____ Data under study
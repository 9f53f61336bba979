// This is actually defined at `crate::chart::tests_for_chart`

use super::*;
use crate::grammar::{symbols, Symbol};

fn item(lhs: char, rhs: &str, dot: usize, origin: usize) -> Item {
    let mut it = Item::new(Symbol::Atom(lhs), symbols(rhs).into(), origin, Provenance::Seed);
    for _ in 0..dot {
        it = it.advanced(Provenance::Scanned { from: (0, 0) });
    }
    it
}

#[test]
fn dot_walks_the_right_hand_side() {
    let it = item('A', "ab", 0, 0);
    assert_eq!(it.next(), Some(Symbol::Atom('a')));
    assert!(!it.is_complete());

    let it = it.advanced(Provenance::Scanned { from: (0, 0) });
    assert_eq!(it.next(), Some(Symbol::Atom('b')));
    assert_eq!(it.dot(), 1);

    let it = it.advanced(Provenance::Scanned { from: (1, 0) });
    assert!(it.is_complete());
    assert_eq!(it.next(), None);
}

#[test]
fn equality_is_over_state_not_provenance() {
    let a = item('A', "ab", 1, 0);
    let mut b = item('A', "ab", 0, 0).advanced(Provenance::Predicted { by: (3, 7) });
    assert_eq!(a, b);

    b = item('A', "ab", 1, 2);
    assert_ne!(a, b, "origin is part of the state");
    assert_ne!(a, item('A', "ab", 2, 0), "so is the dot");
    assert_ne!(a, item('B', "ab", 1, 0), "and the lhs");
    assert_ne!(a, item('A', "ac", 1, 0), "and the rhs");
}

#[test]
fn add_deduplicates_and_keeps_first_provenance() {
    let mut chart = Chart::new(0);
    assert!(chart.add(item('A', "ab", 0, 0)));
    assert!(!chart.add(item('A', "ab", 0, 0)));
    // an equal state with different provenance is still a duplicate
    let dup = item('A', "ab", 0, 0);
    let dup = Item::new(dup.lhs(), dup.rhs().into(), dup.origin(), Provenance::Predicted {
        by: (0, 9),
    });
    assert!(!chart.add(dup));
    assert_eq!(chart.len(), 1);
    assert!(matches!(chart.get(0).provenance(), Provenance::Seed));
}

#[test]
fn insertion_order_is_stable() {
    let mut chart = Chart::new(2);
    chart.add(item('A', "ab", 0, 0));
    chart.add(item('B', "c", 0, 1));
    chart.add(item('A', "ab", 1, 0));
    assert_eq!(chart.position(), 2);
    assert_eq!(chart.len(), 3);
    assert_eq!(*chart.get(0), item('A', "ab", 0, 0));
    assert_eq!(*chart.get(1), item('B', "c", 0, 1));
    assert_eq!(*chart.get(2), item('A', "ab", 1, 0));
}

#[test]
fn chart_set_spans_zero_through_input_length() {
    let charts = ChartSet::new(3);
    assert_eq!(charts.len(), 4);
    for i in 0..4 {
        assert_eq!(charts.at(i).position(), i);
        assert!(charts.at(i).is_empty());
    }

    // the empty input still gets its one chart
    assert_eq!(ChartSet::new(0).len(), 1);
}

#[test]
#[should_panic]
fn chart_access_out_of_range_is_fatal() {
    let charts = ChartSet::new(1);
    let _ = charts.at(5);
}
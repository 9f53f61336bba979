//! Earley chart recognition for context-free grammars.
//!
//! [`recognize`] answers a single question: does the input derive from the
//! grammar's start symbol? The sweep is a dynamic program over input
//! positions, so it copes with ambiguity and left recursion without
//! backtracking. No parse tree or forest is built; the answer is a
//! [`Verdict`], nothing more.

mod chart;
mod display;
mod grammar;
mod recognizer;
mod trace;

pub use chart::{Chart, ChartSet, Item, Provenance};
pub use grammar::{symbols, Grammar, GrammarSyntaxError, Symbol, UnknownNonterminal};
pub use recognizer::{recognize, Recognizer, Verdict};
pub use trace::{Observer, TraceObserver};
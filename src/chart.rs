//! Earley items and the per-position charts that hold them.

use std::rc::Rc;

use crate::grammar::Symbol;

#[cfg(test)]
#[path = "tests/chart.rs"]
mod tests_for_chart;

/// How an item came to be inserted. Trace metadata only: never part of item
/// equality, never consulted by the recognizer. Coordinates are
/// `(chart position, item index)` pairs.
#[derive(Copy, Clone, Debug)]
pub enum Provenance {
    /// The augmented start item placed in chart 0.
    Seed,
    /// Predictor expansion triggered by the item at `by`.
    Predicted { by: (usize, usize) },
    /// Scanner advance of the item at `from`, past a matched terminal.
    Scanned { from: (usize, usize) },
    /// Completer advance: the completed item at `by` let the item waiting
    /// at `waiting` move past its expected nonterminal.
    Completed { by: (usize, usize), waiting: (usize, usize) },
}

/// An Earley item: progress through one production (`dot`) plus the input
/// position where the match began (`origin`). Never mutated after creation;
/// advancing the dot produces a new item.
#[derive(Clone, Debug)]
pub struct Item {
    lhs: Symbol,
    rhs: Rc<[Symbol]>,
    dot: usize,
    origin: usize,
    provenance: Provenance,
}

/// Two items are the same state iff `(lhs, rhs, dot, origin)` agree.
impl PartialEq for Item {
    fn eq(&self, other: &Item) -> bool {
        self.lhs == other.lhs
            && self.rhs == other.rhs
            && self.dot == other.dot
            && self.origin == other.origin
    }
}

impl Eq for Item {}

impl Item {
    /// A fresh item for `lhs -> rhs` with the dot at the far left.
    pub fn new(lhs: Symbol, rhs: Rc<[Symbol]>, origin: usize, provenance: Provenance) -> Item {
        Item { lhs, rhs, dot: 0, origin, provenance }
    }

    /// The same state with the dot moved one symbol to the right.
    pub fn advanced(&self, provenance: Provenance) -> Item {
        debug_assert!(!self.is_complete());
        Item {
            lhs: self.lhs,
            rhs: self.rhs.clone(),
            dot: self.dot + 1,
            origin: self.origin,
            provenance,
        }
    }

    /// The symbol at the dot, or `None` once the production is complete.
    pub fn next(&self) -> Option<Symbol> {
        self.rhs.get(self.dot).copied()
    }

    pub fn is_complete(&self) -> bool {
        self.dot == self.rhs.len()
    }

    pub fn lhs(&self) -> Symbol {
        self.lhs
    }

    pub fn rhs(&self) -> &[Symbol] {
        &self.rhs
    }

    pub fn dot(&self) -> usize {
        self.dot
    }

    pub fn origin(&self) -> usize {
        self.origin
    }

    pub fn provenance(&self) -> Provenance {
        self.provenance
    }
}

/// Every item valid at one input position, in insertion order, with no
/// duplicates under item equality. Grows monotonically during a parse.
#[derive(Debug)]
pub struct Chart {
    position: usize,
    items: Vec<Item>,
}

impl Chart {
    fn new(position: usize) -> Chart {
        Chart { position, items: Vec::new() }
    }

    /// Dedup-insert: a no-op if an equal item is already present (the
    /// incoming provenance is dropped; the first derivation wins). Returns
    /// whether the item was newly added. The index an added item lands at
    /// is stable; provenance coordinates refer to it.
    pub fn add(&mut self, item: Item) -> bool {
        if self.items.contains(&item) {
            false
        } else {
            self.items.push(item);
            true
        }
    }

    pub fn position(&self) -> usize {
        self.position
    }

    pub fn len(&self) -> usize {
        self.items.len()
    }

    pub fn is_empty(&self) -> bool {
        self.items.is_empty()
    }

    pub fn get(&self, index: usize) -> &Item {
        &self.items[index]
    }

    pub fn items(&self) -> &[Item] {
        &self.items
    }

    pub fn contains(&self, item: &Item) -> bool {
        self.items.contains(item)
    }
}

/// One chart per input position, 0 through N inclusive for an input of
/// length N. Exclusively owned by a single parse invocation.
#[derive(Debug)]
pub struct ChartSet {
    charts: Vec<Chart>,
}

impl ChartSet {
    pub fn new(input_len: usize) -> ChartSet {
        ChartSet { charts: (0..=input_len).map(Chart::new).collect() }
    }

    /// Panics if `index` is outside `0..=N`; that is a programming error,
    /// not a recognition outcome.
    pub fn at(&self, index: usize) -> &Chart {
        &self.charts[index]
    }

    pub fn at_mut(&mut self, index: usize) -> &mut Chart {
        &mut self.charts[index]
    }

    pub fn len(&self) -> usize {
        self.charts.len()
    }

    pub fn is_empty(&self) -> bool {
        self.charts.is_empty()
    }
}
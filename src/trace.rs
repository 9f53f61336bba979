//! Optional narration of the sweep, item by item.

use std::fmt::Write as _;

use crate::chart::Item;
use crate::display::spelled;
use crate::grammar::Symbol;

/// Receives a narration of the sweep. Purely observational: an
/// implementation cannot influence which items exist or the final verdict.
pub trait Observer {
    /// Chart `position` is about to be swept to its fixpoint.
    fn chart_started(&mut self, position: usize, input: &[Symbol]) {
        let _ = (position, input);
    }

    /// The sweep cursor reached the item at `index` within chart
    /// `position`. Fires exactly once per item, in insertion order.
    fn item_visited(&mut self, position: usize, index: usize, item: &Item) {
        let _ = (position, index, item);
    }
}

/// The do-nothing observer.
impl Observer for () {}

/// Renders the classic step-by-step narration into an owned string:
///
/// ```text
/// S(0) .(x;x);x
/// 0 - @ -> .S, origin=0 [seed]
/// 1 - S -> .A, origin=0 [predicted from S(0)(0)]
/// ...
/// ```
#[derive(Default)]
pub struct TraceObserver {
    out: String,
}

impl TraceObserver {
    pub fn new() -> TraceObserver {
        TraceObserver::default()
    }

    pub fn as_str(&self) -> &str {
        &self.out
    }

    pub fn into_string(self) -> String {
        self.out
    }
}

impl Observer for TraceObserver {
    fn chart_started(&mut self, position: usize, input: &[Symbol]) {
        let _ = writeln!(
            self.out,
            "S({}) {}.{}",
            position,
            spelled(&input[..position]),
            spelled(&input[position..]),
        );
    }

    fn item_visited(&mut self, _position: usize, index: usize, item: &Item) {
        let _ = writeln!(self.out, "{} - {} [{}]", index, item, item.provenance());
    }
}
________
# Task instructions:
Reproduce the lines of the records exactly, from the first one through the line that contains "for _ in 0..dot".

# Task result:
repository 9f53f61336bba979
// This is actually defined at `crate::chart::tests_for_chart`

use super::*;
use crate::grammar::{symbols, Symbol};

fn item(lhs: char, rhs: &str, dot: usize, origin: usize) -> Item {
    let mut it = Item::new(Symbol::Atom(lhs), symbols(rhs).into(), origin, Provenance::Seed);
    for _ in 0..dot {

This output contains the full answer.